Let's say that the current market context meets the conditions defined
in
"trade context intersection filter #1#2#3". Further, let's say that in
addition to knowing that the "trade context" is positive for trading, I
also
just got a "trade signal" based on other (smaller timeframe) indicators.
Confidence is high...What does it mean?
It seems to me that there may be at least three practical trading
implications of "confidence being high." (The third implication
courtesy of
a buddy of mine--DC.)
1 I should consider trading a larger size than is normally the case.

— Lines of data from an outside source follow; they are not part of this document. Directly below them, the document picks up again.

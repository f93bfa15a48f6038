//! Infrastructure implementations.
//!
//! Configuration plus the catalog sources behind the [`ports::CatalogSource`] port.

pub mod catalog_files;
pub mod config;
pub mod ports;
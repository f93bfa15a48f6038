//! Engine configuration from environment variables.
//!
//! | Variable                | Meaning                                         | Default |
//! |-------------------------|-------------------------------------------------|---------|
//! | `PARLANCE_WORLD_PATH`   | JSON file with the world object list            | embedded demo |
//! | `PARLANCE_GRAMMAR_PATH` | JSON file with the template list                | embedded demo |
//! | `PARLANCE_STRICT_KINDS` | Fail loading when a slot kind has no objects    | `false` |
//! | `PARLANCE_LOWERCASE`    | Lowercase commands before matching              | `true`  |
//!
//! The two paths must be set together or not at all.

use std::path::{Path, PathBuf};

use thiserror::Error;

pub const WORLD_PATH_VAR: &str = "PARLANCE_WORLD_PATH";
pub const GRAMMAR_PATH_VAR: &str = "PARLANCE_GRAMMAR_PATH";
pub const STRICT_KINDS_VAR: &str = "PARLANCE_STRICT_KINDS";
pub const LOWERCASE_VAR: &str = "PARLANCE_LOWERCASE";

#[derive(Debug, Error, PartialEq, Eq)]
pub enum ConfigError {
    #[error("Invalid value for {key}: '{value}' (expected true/false)")]
    InvalidBool { key: &'static str, value: String },
    #[error("{set} is set but {missing} is not; catalog paths must be given together")]
    PartialCatalogPaths {
        set: &'static str,
        missing: &'static str,
    },
}

/// Where the world and grammar catalogs come from.
#[derive(Debug, Clone, PartialEq, Eq)]
pub enum CatalogLocation {
    Embedded,
    Files { world: PathBuf, grammar: PathBuf },
}

#[derive(Debug, Clone, PartialEq, Eq)]
pub struct EngineConfig {
    pub catalogs: CatalogLocation,
    pub strict_kinds: bool,
    pub lowercase_commands: bool,
}

impl Default for EngineConfig {
    fn default() -> Self {
        Self {
            catalogs: CatalogLocation::Embedded,
            strict_kinds: false,
            lowercase_commands: true,
        }
    }
}

impl EngineConfig {
    /// Read configuration from the process environment.
    pub fn from_env() -> Result<Self, ConfigError> {
        Self::from_lookup(|key| std::env::var(key).ok())
    }

    /// Read configuration through an arbitrary key lookup.
    pub fn from_lookup(lookup: impl Fn(&str) -> Option<String>) -> Result<Self, ConfigError> {
        let non_empty = |key: &str| {
            lookup(key)
                .map(|value| value.trim().to_string())
                .filter(|value| !value.is_empty())
        };

        let catalogs = match (non_empty(WORLD_PATH_VAR), non_empty(GRAMMAR_PATH_VAR)) {
            (Some(world), Some(grammar)) => CatalogLocation::Files {
                world: PathBuf::from(world),
                grammar: PathBuf::from(grammar),
            },
            (None, None) => CatalogLocation::Embedded,
            (Some(_), None) => {
                return Err(ConfigError::PartialCatalogPaths {
                    set: WORLD_PATH_VAR,
                    missing: GRAMMAR_PATH_VAR,
                })
            }
            (None, Some(_)) => {
                return Err(ConfigError::PartialCatalogPaths {
                    set: GRAMMAR_PATH_VAR,
                    missing: WORLD_PATH_VAR,
                })
            }
        };

        let defaults = Self::default();
        Ok(Self {
            catalogs,
            strict_kinds: parse_bool(STRICT_KINDS_VAR, non_empty(STRICT_KINDS_VAR))?
                .unwrap_or(defaults.strict_kinds),
            lowercase_commands: parse_bool(LOWERCASE_VAR, non_empty(LOWERCASE_VAR))?
                .unwrap_or(defaults.lowercase_commands),
        })
    }
}

fn parse_bool(key: &'static str, value: Option<String>) -> Result<Option<bool>, ConfigError> {
    let Some(value) = value else {
        return Ok(None);
    };
    match value.to_ascii_lowercase().as_str() {
        "1" | "true" | "yes" | "on" => Ok(Some(true)),
        "0" | "false" | "no" | "off" => Ok(Some(false)),
        _ => Err(ConfigError::InvalidBool { key, value }),
    }
}

/// Load `.env.local` then `.env` from the repository root, if present.
///
/// Earlier files win because dotenvy never overrides variables already set.
pub fn load_dotenv_from_repo_root() {
    let repo_root = Path::new(env!("CARGO_MANIFEST_DIR")).join("..").join("..");
    load_dotenv_from(&repo_root);
}

/// Returns how many env files were read successfully.
fn load_dotenv_from(dir: &Path) -> usize {
    let mut loaded = 0;
    for filename in [".env.local", ".env"] {
        let path = dir.join(filename);
        if !path.exists() {
            continue;
        }
        match dotenvy::from_path(&path) {
            Ok(()) => loaded += 1,
            Err(err) => {
                tracing::warn!(path = %path.display(), error = %err, "Ignoring unreadable env file");
            }
        }
    }
    loaded
}

#[cfg(test)]
mod tests {
    use super::*;
    use std::collections::HashMap;

    fn config_from(pairs: &[(&str, &str)]) -> Result<EngineConfig, ConfigError> {
        let env: HashMap<String, String> = pairs
            .iter()
            .map(|(k, v)| (k.to_string(), v.to_string()))
            .collect();
        EngineConfig::from_lookup(|key| env.get(key).cloned())
    }

    #[test]
    fn test_defaults_when_unset() {
        assert_eq!(config_from(&[]), Ok(EngineConfig::default()));
    }

    #[test]
    fn test_file_catalogs() {
        let config = config_from(&[
            (WORLD_PATH_VAR, "/data/world.json"),
            (GRAMMAR_PATH_VAR, " /data/grammar.json "),
        ])
        .expect("valid config");
        assert_eq!(
            config.catalogs,
            CatalogLocation::Files {
                world: PathBuf::from("/data/world.json"),
                grammar: PathBuf::from("/data/grammar.json"),
            }
        );
    }

    #[test]
    fn test_partial_catalog_paths_rejected() {
        assert_eq!(
            config_from(&[(WORLD_PATH_VAR, "/data/world.json")]),
            Err(ConfigError::PartialCatalogPaths {
                set: WORLD_PATH_VAR,
                missing: GRAMMAR_PATH_VAR,
            })
        );
        assert!(matches!(
            config_from(&[(GRAMMAR_PATH_VAR, "/data/grammar.json")]),
            Err(ConfigError::PartialCatalogPaths { .. })
        ));
    }

    #[test]
    fn test_blank_paths_count_as_unset() {
        let config = config_from(&[(WORLD_PATH_VAR, "  "), (GRAMMAR_PATH_VAR, "")])
            .expect("valid config");
        assert_eq!(config.catalogs, CatalogLocation::Embedded);
    }

    #[test]
    fn test_bool_flags() {
        let config = config_from(&[(STRICT_KINDS_VAR, "TRUE"), (LOWERCASE_VAR, "0")])
            .expect("valid config");
        assert!(config.strict_kinds);
        assert!(!config.lowercase_commands);
    }

    #[test]
    fn test_dotenv_skips_malformed_file() {
        let dir = tempfile::tempdir().expect("temp dir");
        std::fs::write(
            dir.path().join(".env.local"),
            "PARLANCE_CONFIG_TEST_LOCAL=1\n",
        )
        .expect("write .env.local");
        std::fs::write(dir.path().join(".env"), "this line is not an assignment\n")
            .expect("write .env");

        assert_eq!(load_dotenv_from(dir.path()), 1);
        assert_eq!(
            std::env::var("PARLANCE_CONFIG_TEST_LOCAL").as_deref(),
            Ok("1")
        );
    }

    #[test]
    fn test_dotenv_missing_files() {
        let dir = tempfile::tempdir().expect("temp dir");
        assert_eq!(load_dotenv_from(dir.path()), 0);
    }

    #[test]
    fn test_invalid_bool_rejected() {
        let err = config_from(&[(STRICT_KINDS_VAR, "maybe")]).expect_err("invalid flag");
        assert_eq!(
            err.to_string(),
            "Invalid value for PARLANCE_STRICT_KINDS: 'maybe' (expected true/false)"
        );
    }
}
//! Unified error types for the domain layer
//!
//! Only construction of value types can fail. Matching and vocabulary
//! derivation are total over well-typed inputs and never return errors.

use thiserror::Error;

/// Unified error type for domain operations
#[derive(Debug, Error, Clone, PartialEq, Eq)]
pub enum DomainError {
    /// Validation failed (e.g., empty description, malformed kind tag)
    #[error("Validation failed: {0}")]
    Validation(String),

    /// Parse error (for grammar templates)
    #[error("Parse error: {0}")]
    Parse(String),
}

impl DomainError {
    /// Creates a validation error for invariant violations.
    ///
    /// Use this when a value object cannot be constructed:
    /// - Required text is empty after tokenizing
    /// - A tag contains characters outside the word alphabet
    ///
    /// # Example
    /// ```ignore
    /// if words.is_empty() {
    ///     return Err(DomainError::validation("Object description cannot be empty"));
    /// }
    /// ```
    pub fn validation(msg: impl Into<String>) -> Self {
        Self::Validation(msg.into())
    }

    /// Creates a parse error for string-to-template conversion failures.
    pub fn parse(msg: impl Into<String>) -> Self {
        Self::Parse(msg.into())
    }
}

#[cfg(test)]
mod tests {
    use super::*;

    #[test]
    fn test_validation_error() {
        let err = DomainError::validation("description cannot be empty");
        assert!(matches!(err, DomainError::Validation(_)));
        assert_eq!(
            err.to_string(),
            "Validation failed: description cannot be empty"
        );
    }

    #[test]
    fn test_parse_error() {
        let err = DomainError::parse("template cannot start with a slot");
        assert!(matches!(err, DomainError::Parse(_)));
        assert_eq!(
            err.to_string(),
            "Parse error: template cannot start with a slot"
        );
    }
}
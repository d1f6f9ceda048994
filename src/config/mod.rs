#[cfg(feature = "cli")]
pub mod cli;
pub mod policy;
pub mod toml_config;

#[cfg(feature = "cli")]
pub use cli::{CliConfig, OutputFormat};
pub use policy::{DefaultTiers, PricingPolicy};
pub use toml_config::QuoteConfig;
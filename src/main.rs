use clap::Parser;
use contract_pricing::utils::error::{ErrorSeverity, PricingError};
use contract_pricing::utils::{logger, validation::Validate};
use contract_pricing::{
    payment_plan_csv, render_preview, CliConfig, ContractPricingSnapshot, OutputFormat,
    PricingEngine, QuoteConfig, TierTableDefaultPricer,
};

fn main() {
    let cli = CliConfig::parse();

    // 初始化日誌
    if cli.json_logs {
        logger::init_json_logger();
    } else {
        logger::init_cli_logger(cli.verbose);
    }

    tracing::info!("🚀 Starting contract-pricing");
    if cli.verbose {
        tracing::debug!("CLI config: {:?}", cli);
    }

    if let Err(e) = run(&cli) {
        tracing::error!(
            "❌ Pricing failed: {} (Category: {:?}, Severity: {:?})",
            e,
            e.category(),
            e.severity()
        );
        tracing::error!("💡 Recovery suggestion: {}", e.recovery_suggestion());
        eprintln!("❌ {}", e.user_friendly_message());
        eprintln!("💡 {}", e.recovery_suggestion());

        // 根據錯誤嚴重程度決定退出碼
        let exit_code = match e.severity() {
            ErrorSeverity::Low => 0,
            ErrorSeverity::Medium => 2,
            ErrorSeverity::High => 1,
            ErrorSeverity::Critical => 3,
        };
        if exit_code > 0 {
            std::process::exit(exit_code);
        }
    }
}

fn run(cli: &CliConfig) -> Result<(), PricingError> {
    tracing::info!("📁 Loading quote from: {}", cli.config);
    let mut config = QuoteConfig::from_file(&cli.config)?;

    // 套用命令列覆蓋設定
    if let Some(applicants) = cli.applicants {
        config.request.applicant_count = applicants;
        tracing::info!("🔧 Applicant count overridden to: {}", applicants);
    }
    if let Some(start_date) = cli.start_date {
        config.request.start_date = Some(start_date);
    }

    if cli.lenient {
        config.validate()?;
    } else {
        config.validate_for_contract()?;
    }
    tracing::info!("✅ Quote configuration loaded and validated");

    let pricer = TierTableDefaultPricer::new(config.default_tiers.clone(), &config.policy);
    let engine = PricingEngine::new(config.policy.clone(), pricer);
    let inputs = config.to_inputs(chrono::Local::now().date_naive());

    let snapshot = if cli.lenient {
        engine.preview(&inputs)
    } else {
        engine.price_contract(&inputs)?
    };

    let rendered = render(&snapshot, cli.format)?;
    match &cli.output {
        Some(path) => {
            std::fs::write(path, rendered)?;
            tracing::info!("📁 Output saved to: {}", path);
        }
        None => print!("{}", rendered),
    }
    Ok(())
}

fn render(snapshot: &ContractPricingSnapshot, format: OutputFormat) -> Result<String, PricingError> {
    match format {
        OutputFormat::Json => Ok(serde_json::to_string_pretty(snapshot)? + "\n"),
        OutputFormat::Csv => payment_plan_csv(snapshot),
        OutputFormat::Preview => Ok(render_preview(snapshot)),
    }
}
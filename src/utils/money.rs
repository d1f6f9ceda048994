//! Whole-unit amount arithmetic.
//!
//! Amounts are integers in the currency's main unit (no minor units). Every
//! rounding in the pricing pipeline goes through [`round_half_up`], which
//! rounds ties toward positive infinity.

/// Whole currency units.
pub type Amount = i64;

/// `round(numerator / denominator)` with ties rounded up.
///
/// `denominator` must be positive.
pub fn round_half_up(numerator: i128, denominator: i128) -> i128 {
    debug_assert!(denominator > 0);
    (2 * numerator + denominator).div_euclid(2 * denominator)
}

/// `round(amount * percent / 100)`.
pub fn percent_of(amount: Amount, percent: u32) -> Amount {
    let rounded = round_half_up(amount as i128 * percent as i128, 100);
    rounded.clamp(Amount::MIN as i128, Amount::MAX as i128) as Amount
}
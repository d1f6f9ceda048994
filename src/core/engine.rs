use crate::config::policy::PricingPolicy;
use crate::core::assembler::{
    assemble_preview, assemble_snapshot, unpriced_snapshot, PriceTotals, SnapshotParts,
};
use crate::core::fees::{effective_vat_rate, FeeCalculator};
use crate::core::payment_plan::build_payment_plan;
use crate::core::tiers::{resolve_price_per_applicant, TierTableDefaultPricer};
use crate::domain::contract::ContractRecord;
use crate::domain::model::{ContractInputs, ContractPricingSnapshot, ContractTemplate, Currency};
use crate::domain::ports::DefaultPricer;
use crate::utils::error::{PricingError, Result};
use crate::utils::validation::Validate;

/// 定價引擎：層級解析 → 費用計算 → 付款計畫 → 組裝快照
pub struct PricingEngine<P: DefaultPricer = TierTableDefaultPricer> {
    fees: FeeCalculator,
    pricer: P,
}

impl Default for PricingEngine {
    fn default() -> Self {
        Self::new(PricingPolicy::default(), TierTableDefaultPricer::default())
    }
}

impl<P: DefaultPricer> PricingEngine<P> {
    pub fn new(policy: PricingPolicy, pricer: P) -> Self {
        Self {
            fees: FeeCalculator::from_policy(&policy),
            pricer,
        }
    }

    /// 建立合約用：結構性問題回傳錯誤
    pub fn price_contract(&self, inputs: &ContractInputs) -> Result<ContractPricingSnapshot> {
        let template = inputs.template.as_ref().ok_or(PricingError::MissingTemplate)?;
        let currency = inputs.currency.as_ref().ok_or(PricingError::MissingCurrency)?;
        if inputs.applicant_count < 1 {
            return Err(PricingError::InvalidApplicantCount {
                count: inputs.applicant_count,
            });
        }
        template.validate()?;

        let parts = self.run_stages(Some(template), currency, inputs)?;
        let snapshot = assemble_snapshot(parts)?;

        tracing::info!(
            template_id = %template.id,
            applicant_count = snapshot.applicant_count,
            final_amount = snapshot.final_amount,
            installments = snapshot.payment_plan.len(),
            "Contract priced"
        );
        Ok(snapshot)
    }

    /// 即時預覽用：永不失敗，無法定價時回傳歸零的快照
    pub fn preview(&self, inputs: &ContractInputs) -> ContractPricingSnapshot {
        let template = inputs.template.as_ref();
        let Some(currency) = inputs.currency.as_ref() else {
            tracing::warn!("No currency selected; returning unpriced preview");
            return unpriced_snapshot(template, "", inputs.applicant_count, inputs.include_vat);
        };
        if inputs.applicant_count < 1 {
            tracing::warn!(
                applicant_count = inputs.applicant_count,
                "Invalid applicant count; pricing preview at the first tier"
            );
        }

        match self.run_stages(template, currency, inputs) {
            Ok(parts) => assemble_preview(parts),
            Err(e) => {
                tracing::warn!("Pricing preview degraded: {}", e);
                unpriced_snapshot(
                    template,
                    &currency.display_label,
                    inputs.applicant_count,
                    inputs.include_vat,
                )
            }
        }
    }

    /// Prices `inputs` and stores the result on a draft contract.
    pub fn reprice(&self, contract: &mut ContractRecord, inputs: &ContractInputs) -> Result<()> {
        if contract.is_signed() {
            return Err(PricingError::ContractLocked {
                contract_id: contract.id.clone(),
            });
        }
        let snapshot = self.price_contract(inputs)?;
        contract.apply_pricing(snapshot)
    }

    fn run_stages<'a>(
        &self,
        template: Option<&'a ContractTemplate>,
        currency: &'a Currency,
        inputs: &ContractInputs,
    ) -> Result<SnapshotParts<'a>> {
        let resolved = resolve_price_per_applicant(
            inputs.applicant_count,
            currency,
            template,
            inputs.include_vat,
            &self.pricer,
        );
        tracing::debug!(
            tier = %resolved.tier,
            per_applicant_price = resolved.amount,
            source = ?resolved.source,
            "Tier resolved"
        );

        let archival_fee = self
            .fees
            .archival_fee(currency, inputs.include_archival_research);
        let vat_rate = effective_vat_rate(
            self.fees.vat_rate(currency, inputs.include_vat),
            resolved.tax,
        );
        tracing::debug!(archival_fee, vat_percent = vat_rate.percent(), "Fees computed");

        let totals = PriceTotals::compute(resolved.amount, inputs.applicant_count);
        let payment_plan = build_payment_plan(
            totals.final_amount,
            archival_fee,
            vat_rate,
            inputs.include_archival_research,
            &currency.display_label,
            inputs.start_date,
        )?;
        tracing::debug!(
            final_amount = totals.final_amount,
            installments = payment_plan.len(),
            "Payment plan built"
        );

        Ok(SnapshotParts {
            template,
            currency_label: &currency.display_label,
            applicant_count: inputs.applicant_count,
            resolved,
            totals,
            archival_fee,
            include_vat: inputs.include_vat,
            payment_plan,
        })
    }
}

2 I should consider staying in the trade longer than is normally the
case
(because the net profit for trades based on the context filters
alone--i.e.,
without entry/exit timing signals being considered--is optimized for a
longer stay in the trade). (In other words, I "scale up" in timeframes
(see
Kase) because confidence is high.)
3 I should consider changing what actually constitutes an entry/exit
signal. (For example, if my entry/exit signal is generated by a price
breakout, I might be more aggressive, because confidence is high, and
enter
on the breakout rather than wait for the post-breakout pullback. IOW,
the
"entry signal" itself is different because confidence is high.)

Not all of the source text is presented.